During their 1968 stay in India, the Beatles received not only spiritual enrichment but creative inspiration. All four composed numerous tracks during their stay, many ultimately appearing on the White Album. Few songs may have as complicated a history and meaning than “Revolution 1,” the John Lennon-penned track that posed one question: Did the Beatle count himself “out” or “in’ when it came to radicalism?

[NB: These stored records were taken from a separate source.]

use structured_fields::{
    parse_item, serialize, serialize_dictionary, serialize_item, serialize_list, BareItem, Decimal,
    Dictionary, Error, InnerList, Item, ListEntry, Token, Value,
};

fn item_text(bare_item: impl Into<BareItem>) -> Result<String, Error> {
    serialize_item(&Item::new(bare_item))
}

#[test]
fn test_integer_boundaries() {
    assert_eq!(item_text(999_999_999_999_999i64).unwrap(), "999999999999999");
    assert_eq!(
        item_text(1_000_000_000_000_000i64),
        Err(Error::IntegerOutOfRange(1_000_000_000_000_000))
    );
    assert_eq!(
        item_text(-1_000_000_000_000_000i64),
        Err(Error::IntegerOutOfRange(-1_000_000_000_000_000))
    );

    assert!(parse_item(b"999999999999999").is_ok());
    assert!(matches!(
        parse_item(b"1000000000000000"),
        Err(Error::IntegerTooLong { .. })
    ));
    assert!(matches!(
        parse_item(b"-1000000000000000"),
        Err(Error::IntegerTooLong { .. })
    ));
}

#[test]
fn test_decimal_rounding_from_floats() {
    let text = |v: f64| item_text(Decimal::try_from(v).unwrap()).unwrap();

    assert_eq!(text(1.123), "1.123");
    // Ties go to the even thousandth.
    assert_eq!(text(1.0005), "1.0");
    assert_eq!(text(1.0015), "1.002");
    assert_eq!(text(2.0025), "2.002");
    assert_eq!(text(-1.0035), "-1.004");
    // Above the tie.
    assert_eq!(text(1.00051), "1.001");
    assert_eq!(text(0.1), "0.1");
    assert_eq!(text(10.0), "10.0");
}

#[test]
fn test_decimal_integer_part_limit() {
    let max = Decimal::try_from(999_999_999_999.999).unwrap();
    assert_eq!(item_text(max).unwrap(), "999999999999.999");

    // Rounding pushes the integer part to 13 digits.
    let rounded = Decimal::try_from(999_999_999_999.9996).unwrap();
    assert!(matches!(
        item_text(rounded),
        Err(Error::DecimalOutOfRange(_))
    ));
}

#[test]
fn test_string_escaping() {
    let text = item_text("\"\\").unwrap();
    assert_eq!(text, r#""\"\\""#);

    let parsed = parse_item(text.as_bytes()).unwrap();
    assert_eq!(parsed.bare_item.as_str(), Some("\"\\"));
}

#[test]
fn test_unserializable_strings_and_tokens() {
    assert!(matches!(
        item_text("line\nbreak"),
        Err(Error::NonSerializableCharacter(_))
    ));
    assert!(matches!(
        item_text("\u{2603}"),
        Err(Error::NonSerializableCharacter(_))
    ));
    assert!(matches!(
        item_text(Token::new("a,b")),
        Err(Error::InvalidToken(_))
    ));
    assert!(matches!(
        item_text(Token::new("-a")),
        Err(Error::InvalidToken(_))
    ));
}

#[test]
fn test_empty_containers_are_absent() {
    assert_eq!(serialize_list(&[]), Ok(None));
    assert_eq!(serialize_dictionary(&Dictionary::new()), Ok(None));
    assert_eq!(serialize(&Value::List(Vec::new())), Ok(None));
    assert_eq!(serialize(&Value::Dictionary(Dictionary::new())), Ok(None));
}

#[test]
fn test_item_with_decimal_parameter() {
    let item = Item::new(Token::new("text/html")).with_param("q", Decimal::from_thousandths(1000));
    assert_eq!(
        serialize(&Value::Item(item)).unwrap(),
        Some(b"text/html;q=1.0".to_vec())
    );
}

#[test]
fn test_list_with_inner_lists() {
    let list = vec![
        ListEntry::from(
            InnerList::new(vec![
                Item::new("foo").with_param("a", 1),
                Item::new(Token::new("bar")),
            ])
            .with_param("lvl", 5),
        ),
        ListEntry::from(Item::new(b"\x00\xff".to_vec())),
        ListEntry::from(InnerList::default()),
    ];
    assert_eq!(
        serialize_list(&list).unwrap().as_deref(),
        Some(r#"("foo";a=1 bar);lvl=5, :AP8=:, ()"#)
    );
}

#[test]
fn test_dictionary_true_members_drop_value() {
    let mut dict = Dictionary::new();
    dict.insert("a".to_string(), Item::new(true).into());
    dict.insert("b".to_string(), Item::new(true).with_param("c", false).into());
    dict.insert("d".to_string(), InnerList::new(vec![]).with_param("e", true).into());
    assert_eq!(
        serialize_dictionary(&dict).unwrap().as_deref(),
        Some("a, b;c=?0, d=();e")
    );
}

#[test]
fn test_parameter_key_validation() {
    let item = Item::new(1).with_param("ok", 1).with_param("not ok", 2);
    assert_eq!(
        serialize_item(&item),
        Err(Error::InvalidKey("not ok".to_string()))
    );
}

According to Kenneth Womack’s Beatles Encyclopedia, Lennon wrote “Revolution 1” as a response to the attempt by Chairman Mao to eliminate his enemies in the People’s Republic of China. It can also be seen as a response to other 1960s issues such as Vietnam, student uprisings, and the assassination of Martin Luther King. As Lennon told Rolling Stone in 1970, “I had been thinking about it up in the hills in India. I still had this ‘God will save us’ feeling about it, that it’s going to be all right. That’s why I did it: I wanted to talk, I wanted to say my piece about revolution. I wanted to tell you, or whoever listens, to communicate, to say ‘What do you say? This is what I say.’”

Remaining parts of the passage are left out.